On average over all 3894 approval-style ballots collected, 2.48 candidates were approved. The numbers of candidates approved were
#Candidates approved | 0 | 1 | 2 | 3 | 4 | 5 | 6 | 7 | 8 | 9 | 10 | 11 |
---|---|---|---|---|---|---|---|---|---|---|---|---|
On #Ballots | 82 | 751 | 1285 | 1084 | 489 | 134 | 40 | 16 | 6 | 2 | 2 | 3 |
The 82+3 voters who approved either none or all of the 11 candidates effectively did not vote; this was 85/3894=2.2% of the voters.
Here are the approval percentages (corrected to apply, hopefully, to all France) by the academic team study as well as the Paris Match approval percentages, IPSOS favorable/unfavorable/don't know April 2017 approval "barometer" ratings, and official (first round) plurality vote percentages for comparison. (For both the academic study, IPSOS, and the Paris Match poll I estimate the ±1σ error bars should be roughly ±2%, e.g. for Macron regard 46.1 as "46.1±2.")
Candidate | Approval% | Paris Match | IPSOS "barometre" | Official plurality |
---|---|---|---|---|
E.Macron | 46.1 | 55 | 48/43/9 | 24.0 |
J-L.Melenchon | 39.4 | 68 | 56/35/9 | 19.6 |
B.Hamon | 36.3 | 48 | 39/50/11 | 6.36 |
F.Fillon | 30.1 | 27 | 24/70/6 | 20.0 |
M.Le Pen | 27.5 | 32 | 27/67/6 | 21.3 |
N.Dupont-Aignan | 21.1 | 41 | 29/45/26 | 4.70 |
P.Poutou | 15.5 | 1.09 | ||
N.Arthaud | 8.7 | 0.64 | ||
J.Lassalle | 7.4 | 1.21 | ||
F.Asselineau | 6.1 | 0.92 | ||
J.Cheminade | 3.6 | 0.18 |
It is entirely possible that the candidate France most-wanted was J-L. Melenchon.
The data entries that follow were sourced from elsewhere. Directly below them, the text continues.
//! The fence ring.
//!
//! A fixed ring of fence slots lets several frames be in flight at once.
//! Each frame that touched X-drawn content inserts into the current slot;
//! after each such frame the slot inserted `N/2` frames earlier is checked
//! for GPU completion and reset, and the cursor advances. When the ring's
//! invariants break (a slot is not ready when needed, the GPU never
//! signals) the whole ring is torn down and rebuilt, up to a fixed number of
//! times, after which it stays disabled for the session.

use std::collections::HashMap;
use std::mem;
use std::time::Duration;

use crate::config::SyncConfig;
use crate::core::errors::SyncError;
use crate::core::sync::backend::{
    AlarmId, AlarmNotify, Capabilities, DisplaySync, GpuSync, WaitStatus,
};
use crate::core::sync::fence::{FenceSlot, FenceState, HostFence};
use crate::util::logging::SYNC;

/// Counters kept for diagnostics.
#[derive(Debug, Clone, Copy, Default, PartialEq, Eq)]
pub struct RingStats {
    pub frames: u64,
    pub inserts: u64,
    pub resets: u64,
    pub timeouts: u64,
    pub reboots: u32,
}

struct ActiveRing<S> {
    slots: Vec<FenceSlot<S>>,
    current_index: usize,
    warmup_count: usize,
    spacing: usize,
    alarm_index: HashMap<AlarmId, usize>,
    capabilities: Capabilities,
}

impl<S> ActiveRing<S> {
    fn len(&self) -> usize {
        self.slots.len()
    }

    fn spacing(&self) -> usize {
        self.spacing
    }
}

enum RingState<S> {
    Uninitialized,
    Active(ActiveRing<S>),
    Disabled,
}

/// What `advance_after_frame` found when it looked at the oldest slot.
enum AdvanceOutcome {
    Advanced,
    NeedsReboot,
}

/// Ring of fence slots shared by the X server and the GPU.
pub struct FenceRing<D: DisplaySync, G: GpuSync> {
    display: D,
    gpu: G,
    config: SyncConfig,
    state: RingState<G::Sync>,
    reboot_count: u32,
    generation: u32,
    stats: RingStats,
}

impl<D: DisplaySync, G: GpuSync> FenceRing<D, G> {
    /// Create an uninitialized ring. Nothing touches the backends until
    /// [`FenceRing::initialize`].
    pub fn new(display: D, gpu: G, config: SyncConfig) -> Self {
        Self {
            display,
            gpu,
            config,
            state: RingState::Uninitialized,
            reboot_count: 0,
            generation: 0,
            stats: RingStats::default(),
        }
    }

    // =========================================================================
    // Accessors
    // =========================================================================

    pub fn display(&self) -> &D {
        &self.display
    }

    pub fn display_mut(&mut self) -> &mut D {
        &mut self.display
    }

    pub fn gpu(&self) -> &G {
        &self.gpu
    }

    pub fn config(&self) -> &SyncConfig {
        &self.config
    }

    /// Whether the ring currently has live slots.
    pub fn is_available(&self) -> bool {
        matches!(self.state, RingState::Active(_))
    }

    /// Whether the reboot ceiling was exceeded.
    pub fn is_disabled(&self) -> bool {
        matches!(self.state, RingState::Disabled)
    }

    pub fn reboot_count(&self) -> u32 {
        self.reboot_count
    }

    /// Number of times the ring has been (re)built.
    pub fn generation(&self) -> u32 {
        self.generation
    }

    pub fn stats(&self) -> RingStats {
        self.stats
    }

    pub fn capabilities(&self) -> Option<&Capabilities> {
        match &self.state {
            RingState::Active(ring) => Some(&ring.capabilities),
            _ => None,
        }
    }

    pub fn current_index(&self) -> Option<usize> {
        match &self.state {
            RingState::Active(ring) => Some(ring.current_index),
            _ => None,
        }
    }

    pub fn warmup_count(&self) -> Option<usize> {
        match &self.state {
            RingState::Active(ring) => Some(ring.warmup_count),
            _ => None,
        }
    }

    /// Snapshot of every slot's state, in ring order.
    pub fn slot_states(&self) -> Vec<FenceState> {
        match &self.state {
            RingState::Active(ring) => ring.slots.iter().map(FenceSlot::state).collect(),
            _ => Vec::new(),
        }
    }

    /// Alarm ids owned by the live slots, in ring order.
    pub fn alarm_ids(&self) -> Vec<AlarmId> {
        match &self.state {
            RingState::Active(ring) => ring.slots.iter().map(FenceSlot::alarm_id).collect(),
            _ => Vec::new(),
        }
    }

    fn unavailable(&self) -> SyncError {
        match self.state {
            RingState::Disabled => SyncError::Disabled {
                reboots: self.reboot_count,
            },
            _ => SyncError::NotInitialized,
        }
    }

    // =========================================================================
    // Lifecycle
    // =========================================================================

    /// Probe capabilities and build all slots.
    ///
    /// Host objects for every slot are created first and the connection is
    /// round-tripped before any fence is imported into GL, so the import
    /// cannot race the server-side creation.
    pub fn initialize(&mut self) -> Result<(), SyncError> {
        match self.state {
            RingState::Active(_) => return Ok(()),
            RingState::Disabled => return Err(self.unavailable()),
            RingState::Uninitialized => {}
        }

        let capabilities = Capabilities::probe(&mut self.display, &self.gpu)?;
        let size = self.config.effective_ring_size();

        let mut hosts = Vec::with_capacity(size);
        for _ in 0..size {
            match HostFence::create(&mut self.display) {
                Ok(host) => hosts.push(host),
                Err(e) => {
                    for host in hosts {
                        host.destroy(&mut self.display);
                    }
                    return Err(e);
                }
            }
        }

        if let Err(e) = self.display.round_trip() {
            for host in hosts {
                host.destroy(&mut self.display);
            }
            return Err(e);
        }

        let mut slots: Vec<FenceSlot<G::Sync>> = Vec::with_capacity(size);
        let mut pending = hosts.into_iter().enumerate();
        while let Some((index, host)) = pending.next() {
            match self.gpu.import_fence(host.fence()) {
                Ok(import) => slots.push(FenceSlot::new(index, host, import)),
                Err(e) => {
                    host.destroy(&mut self.display);
                    for (_, rest) in pending {
                        rest.destroy(&mut self.display);
                    }
                    for slot in slots {
                        slot.destroy(&mut self.display, &mut self.gpu);
                    }
                    return Err(e);
                }
            }
        }

        let mut alarm_index = HashMap::with_capacity(size);
        for slot in &slots {
            let previous = alarm_index.insert(slot.alarm_id(), slot.index());
            debug_assert!(previous.is_none(), "alarm shared by two fence slots");
        }

        self.generation += 1;
        tracing::info!(
            "Fence ring ready: {} slots, SYNC {}.{}, alarm event {} (generation {})",
            size,
            capabilities.sync.major_version,
            capabilities.sync.minor_version,
            capabilities.alarm_notify_event(),
            self.generation
        );

        self.state = RingState::Active(ActiveRing {
            slots,
            current_index: 0,
            warmup_count: 0,
            spacing: self.config.reset_spacing(),
            alarm_index,
            capabilities,
        });
        Ok(())
    }

    /// Tear down every slot. The ring returns to the uninitialized state
    /// unless it was disabled.
    pub fn shutdown(&mut self) {
        if !self.is_available() {
            return;
        }
        let RingState::Active(ring) = mem::replace(&mut self.state, RingState::Uninitialized) else {
            return;
        };

        for slot in ring.slots {
            slot.destroy(&mut self.display, &mut self.gpu);
        }
        if let Err(e) = self.display.flush() {
            tracing::warn!("Flush after fence ring teardown failed: {}", e);
        }
        tracing::debug!("Fence ring generation {} torn down: {:?}", self.generation, self.stats);
    }

    /// Destroy and rebuild the ring, or disable it once the reboot ceiling
    /// is exceeded.
    pub fn reboot(&mut self) -> Result<(), SyncError> {
        if !self.is_available() {
            return Err(self.unavailable());
        }

        self.shutdown();
        self.reboot_count += 1;
        self.stats.reboots = self.reboot_count;

        if self.reboot_count > self.config.max_reboots {
            self.state = RingState::Disabled;
            crate::wlog!(
                SYNC,
                "Too many fence ring reboots ({}), disabling X/GPU fence synchronization",
                self.reboot_count
            );
            return Err(self.unavailable());
        }

        tracing::warn!(
            "Rebooting fence ring (reboot {} of at most {})",
            self.reboot_count, self.config.max_reboots
        );
        self.initialize()
    }

    // =========================================================================
    // Per-Frame Operations
    // =========================================================================

    /// Make the GPU wait for the X server before consuming this frame's
    /// window contents.
    pub fn insert_wait(&mut self) -> Result<(), SyncError> {
        let current_state = match &self.state {
            RingState::Active(ring) => ring.slots[ring.current_index].state(),
            _ => return Err(self.unavailable()),
        };

        if current_state != FenceState::Ready {
            tracing::warn!(
                "Current fence slot is {:?}, not ready; were alarm events handled?",
                current_state
            );
            self.reboot()?;
        }

        // After a reboot the fresh ring's first slot takes this frame's wait.
        let RingState::Active(ring) = &mut self.state else {
            return Err(self.unavailable());
        };
        let current = ring.current_index;
        ring.slots[current].insert(&mut self.display, &mut self.gpu)?;
        self.stats.inserts += 1;
        Ok(())
    }

    /// Advance the ring after a frame was submitted, recycling the slot
    /// inserted half a ring ago.
    pub fn advance_after_frame(&mut self) -> Result<(), SyncError> {
        let timeout = self.config.completion_timeout;
        let RingState::Active(ring) = &mut self.state else {
            return Err(self.unavailable());
        };
        self.stats.frames += 1;

        let outcome = if ring.warmup_count < ring.spacing() {
            ring.warmup_count += 1;
            AdvanceOutcome::Advanced
        } else {
            let reset_index = (ring.current_index + ring.len() - ring.spacing()) % ring.len();
            let slot = &mut ring.slots[reset_index];

            let mut status = slot.check_completion(&mut self.gpu, Duration::ZERO);
            if status == WaitStatus::TimeoutExpired {
                tracing::warn!(
                    "Timed out waiting for fence slot {}; the ring may be too small",
                    reset_index
                );
                self.stats.timeouts += 1;
                status = slot.check_completion(&mut self.gpu, timeout);
            }

            if !status.is_complete() {
                let err = match status {
                    WaitStatus::TimeoutExpired => SyncError::Timeout {
                        slot: reset_index,
                        waited: timeout,
                    },
                    _ => SyncError::WaitFailed { slot: reset_index },
                };
                tracing::warn!("{}", err);
                AdvanceOutcome::NeedsReboot
            } else {
                match slot.reset(&mut self.display) {
                    Ok(()) => {
                        self.stats.resets += 1;
                        AdvanceOutcome::Advanced
                    }
                    Err(e) => {
                        tracing::warn!("Resetting fence slot {} failed: {}", reset_index, e);
                        AdvanceOutcome::NeedsReboot
                    }
                }
            }
        };

        match outcome {
            AdvanceOutcome::NeedsReboot => self.reboot(),
            AdvanceOutcome::Advanced => {
                ring.current_index = (ring.current_index + 1) % ring.len();
                Ok(())
            }
        }
    }

    /// Route an alarm notification to its slot. Returns whether a slot
    /// accepted it; alarms from earlier ring generations are ignored.
    pub fn handle_event(&mut self, event: &AlarmNotify) -> bool {
        let RingState::Active(ring) = &mut self.state else {
            return false;
        };
        let Some(&index) = ring.alarm_index.get(&event.alarm) else {
            return false;
        };
        ring.slots[index].handle_notification(event).is_ok()
    }
}

impl<D: DisplaySync, G: GpuSync> Drop for FenceRing<D, G> {
    fn drop(&mut self) {
        self.shutdown();
    }
}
If so, then the official system unfairly prevented his deserved victory. Clearly, Le Pen's "second place" official finish was far above the 4th-7th place finish she truly deserved. The underlying cause was that Melenchon and Hamon were hurt by "vote splitting" while Le Pen was a fringe candidate who suffered almost no vote splitting. (The official voting method is vulnerable to vote splitting, while approval and score voting are not.)
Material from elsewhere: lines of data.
//! Standardized logging utility.
//!
//! This module provides the `wlog!` macro which ensures one-shot lifecycle
//! diagnostics follow the `YYYY-MM-DD HH:MM:SS [MODULE] Message` format.
//! Everything else goes through `tracing`.

#[macro_export]
macro_rules! wlog {
    ($module:expr, $($arg:tt)*) => {{
        let now = chrono::Local::now();
        eprintln!("{} [{}] {}",
            now.format("%Y-%m-%d %H:%M:%S"),
            $module,
            format!($($arg)*)
        );
    }};
}

/// Standardized module identifiers
pub const MAIN: &str = "MAIN";
pub const COMPOSITOR: &str = "COMPOSITOR";
pub const SYNC: &str = "SYNC";
pub const X11: &str = "X11";
pub const GL: &str = "GL";

/// Initialize the `tracing` subscriber used by the binaries.
///
/// Defaults to `info,xsync_compositor=debug` when `RUST_LOG` is unset.
pub fn init_tracing() {
    use tracing_subscriber::EnvFilter;

    let filter = EnvFilter::try_from_default_env()
        .unwrap_or_else(|_| EnvFilter::new("info,xsync_compositor=debug"));

    let _ = tracing_subscriber::fmt()
        .with_env_filter(filter)
        .with_timer(tracing_subscriber::fmt::time::ChronoLocal::new("%Y-%m-%d %H:%M:%S".to_string()))
        .with_ansi(false)
        .try_init();
}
However, since the decision between Macron and Melenchon is unclear, it also is entirely possible that the official winner E.Macron really did "deserve" it.
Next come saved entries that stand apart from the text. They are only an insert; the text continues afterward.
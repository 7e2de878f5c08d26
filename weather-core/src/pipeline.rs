//! Pipeline controller: location → current conditions → daily + hourly.
//!
//! Each entry point runs one explicit async pipeline and returns the record
//! it assembled. Progress is published as it lands: the shared
//! [`PipelineState`] through a `watch` channel, alerts and input-clearing
//! through an unbounded `mpsc` channel.
//!
//! Overlapping runs are not cancelled. Location and current conditions are
//! applied when their fetch completes, so the last response to arrive wins;
//! daily and hourly samples only land on the view of the run that fetched
//! them.

use serde::Serialize;
use std::sync::{
    Arc,
    atomic::{AtomicUsize, Ordering},
};
use tokio::sync::{mpsc, watch};
use tracing::{debug, error, info, warn};

use crate::{
    current::fetch_current,
    error::{Result, WeatherError},
    forecast::fetch_daily,
    hourly::fetch_hourly,
    location::{DeviceLocator, DevicePlace, resolve_device_place, validate_query},
    model::{CurrentConditions, DailyForecastSample, HourlyForecastSample, Location, WeatherView},
    provider::WeatherProvider,
};

#[derive(Debug, Clone, Copy, PartialEq, Eq, Default, Serialize)]
#[serde(rename_all = "snake_case")]
pub enum Phase {
    #[default]
    Idle,
    Resolving,
    Loaded,
}

/// What the presentation layer renders. Failures never move it backwards.
#[derive(Debug, Clone, PartialEq, Default, Serialize)]
pub struct PipelineState {
    pub phase: Phase,
    pub view: Option<WeatherView>,
}

/// Blocking user notices. Messages are static; causes go to the log.
#[derive(Debug, Clone, Copy, PartialEq, Eq)]
pub enum Alert {
    IncorrectData,
    ForecastUnavailable,
    HourlyUnavailable,
    LocationPermissionDenied,
    LocationUnavailable,
}

impl Alert {
    pub fn message(&self) -> &'static str {
        match self {
            Alert::IncorrectData => "Incorrect data",
            Alert::ForecastUnavailable => "Forecast error",
            Alert::HourlyUnavailable => "Incorrect hourly data",
            Alert::LocationPermissionDenied => "Location permission denied by the user.",
            Alert::LocationUnavailable => "Could not determine the device location.",
        }
    }
}

impl std::fmt::Display for Alert {
    fn fmt(&self, f: &mut std::fmt::Formatter<'_>) -> std::fmt::Result {
        f.write_str(self.message())
    }
}

#[derive(Debug, Clone, Copy, PartialEq, Eq)]
pub enum PipelineEvent {
    Alert(Alert),
    /// The search input can be emptied.
    ClearInput,
}

/// Receiving ends handed to the presentation layer.
#[derive(Debug)]
pub struct PipelineHandles {
    pub state: watch::Receiver<PipelineState>,
    pub events: mpsc::UnboundedReceiver<PipelineEvent>,
}

#[derive(Debug)]
struct Inner {
    provider: Arc<dyn WeatherProvider>,
    locator: Arc<dyn DeviceLocator>,
    default_location: String,
    state: watch::Sender<PipelineState>,
    events: mpsc::UnboundedSender<PipelineEvent>,
    /// Runs still waiting on location resolution or current conditions.
    pending: AtomicUsize,
}

/// Cheap to clone; clones share state and channels.
#[derive(Debug, Clone)]
pub struct Pipeline {
    inner: Arc<Inner>,
}

impl Pipeline {
    pub fn new(
        provider: Arc<dyn WeatherProvider>,
        locator: Arc<dyn DeviceLocator>,
        default_location: impl Into<String>,
    ) -> (Self, PipelineHandles) {
        let (state_tx, state_rx) = watch::channel(PipelineState::default());
        let (events_tx, events_rx) = mpsc::unbounded_channel();

        let pipeline = Self {
            inner: Arc::new(Inner {
                provider,
                locator,
                default_location: default_location.into(),
                state: state_tx,
                events: events_tx,
                pending: AtomicUsize::new(0),
            }),
        };

        let handles = PipelineHandles {
            state: state_rx,
            events: events_rx,
        };

        (pipeline, handles)
    }

    /// Snapshot of the currently published state.
    pub fn state(&self) -> PipelineState {
        self.inner.state.borrow().clone()
    }

    pub fn subscribe(&self) -> watch::Receiver<PipelineState> {
        self.inner.state.subscribe()
    }

    pub fn default_location(&self) -> &str {
        &self.inner.default_location
    }

    /// Explicit search. Invalid queries are rejected before any state change.
    pub async fn search_by_location_name(&self, query: &str) -> Result<WeatherView> {
        if let Err(err) = validate_query(query) {
            warn!(%err, "rejecting search query");
            self.alert(Alert::IncorrectData);
            return Err(err);
        }

        self.begin_resolving();
        self.run(query).await
    }

    /// Device flow. Permission denial searches the default place instead.
    pub async fn request_device_location(&self) -> Result<WeatherView> {
        self.begin_resolving();

        let place = resolve_device_place(
            self.inner.provider.as_ref(),
            self.inner.locator.as_ref(),
            &self.inner.default_location,
        )
        .await;

        let place = match place {
            Ok(place) => place,
            Err(err) => {
                self.finish_resolving(None);
                let alert = match err {
                    WeatherError::Geolocation(_) => Alert::LocationUnavailable,
                    _ => Alert::IncorrectData,
                };
                warn!(%err, "device location could not be resolved");
                self.alert(alert);
                return Err(err);
            }
        };

        if let DevicePlace::Fallback(_) = place {
            self.alert(Alert::LocationPermissionDenied);
        }

        self.run(place.name()).await
    }

    async fn run(&self, place: &str) -> Result<WeatherView> {
        let (location, current) = match fetch_current(self.inner.provider.as_ref(), place).await
        {
            Ok(resolved) => resolved,
            Err(err) => {
                self.finish_resolving(None);
                warn!(%err, place, "current conditions lookup failed");
                self.alert(Alert::IncorrectData);
                return Err(err);
            }
        };

        info!(location = %location, "location resolved");
        self.finish_resolving(Some((location.clone(), current.clone())));
        self.emit(PipelineEvent::ClearInput);

        let (daily, hourly) =
            tokio::join!(self.load_daily(&location), self.load_hourly(&location));

        Ok(WeatherView {
            location,
            current,
            daily,
            hourly,
        })
    }

    async fn load_daily(&self, location: &Location) -> Option<DailyForecastSample> {
        match fetch_daily(self.inner.provider.as_ref(), location.coordinates()).await {
            Ok(daily) => {
                self.update_view(location, |view| view.daily = Some(daily.clone()));
                Some(daily)
            }
            Err(err) => {
                error!(%err, "failed to load daily forecast");
                self.alert(Alert::ForecastUnavailable);
                None
            }
        }
    }

    async fn load_hourly(&self, location: &Location) -> Option<HourlyForecastSample> {
        match fetch_hourly(self.inner.provider.as_ref(), location.coordinates()).await {
            Ok(hourly) => {
                self.update_view(location, |view| view.hourly = Some(hourly.clone()));
                self.emit(PipelineEvent::ClearInput);
                Some(hourly)
            }
            Err(err) => {
                error!(%err, "failed to load hourly forecast");
                self.alert(Alert::HourlyUnavailable);
                None
            }
        }
    }

    fn begin_resolving(&self) {
        self.inner.pending.fetch_add(1, Ordering::SeqCst);
        self.inner
            .state
            .send_modify(|state| state.phase = Phase::Resolving);
    }

    /// Close one resolving run; on success the location and current
    /// conditions replace the previous ones, other samples stay until their
    /// own fetch succeeds.
    fn finish_resolving(&self, resolved: Option<(Location, CurrentConditions)>) {
        let still_pending = self
            .inner
            .pending
            .fetch_sub(1, Ordering::SeqCst)
            .saturating_sub(1);

        self.inner.state.send_modify(|state| {
            if let Some((location, current)) = resolved {
                match state.view.as_mut() {
                    Some(view) => {
                        view.location = location;
                        view.current = current;
                    }
                    None => {
                        state.view = Some(WeatherView {
                            location,
                            current,
                            daily: None,
                            hourly: None,
                        });
                    }
                }
            }

            state.phase = if still_pending > 0 {
                Phase::Resolving
            } else if state.view.is_some() {
                Phase::Loaded
            } else {
                Phase::Idle
            };
        });
    }

    /// Apply a sample only while its run's location is still the one shown;
    /// a sample from a superseded run is dropped.
    fn update_view(&self, owner: &Location, apply: impl FnOnce(&mut WeatherView)) {
        self.inner.state.send_modify(|state| match state.view.as_mut() {
            Some(view) if view.location == *owner => apply(view),
            _ => debug!(location = %owner, "dropping sample for superseded location"),
        });
    }

    fn alert(&self, alert: Alert) {
        self.emit(PipelineEvent::Alert(alert));
    }

    fn emit(&self, event: PipelineEvent) {
        // Nobody listening is fine: the front end may have shut down.
        let _ = self.inner.events.send(event);
    }
}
Macron was a comparatively inexperienced newcomer to the French political scene. After the election, his approval rating sank rapidly during his first few months in office, reaching 40% in both late August 2017 and late March 2018. But Melenchon's approval also fell, to about 30%. And Macron's approval even at the reduced levels during his post-election year, still exceeded all his election-rivals. So at least as of the date of this writing (April 2018) it appears France still thinks it made the best choice among the available options.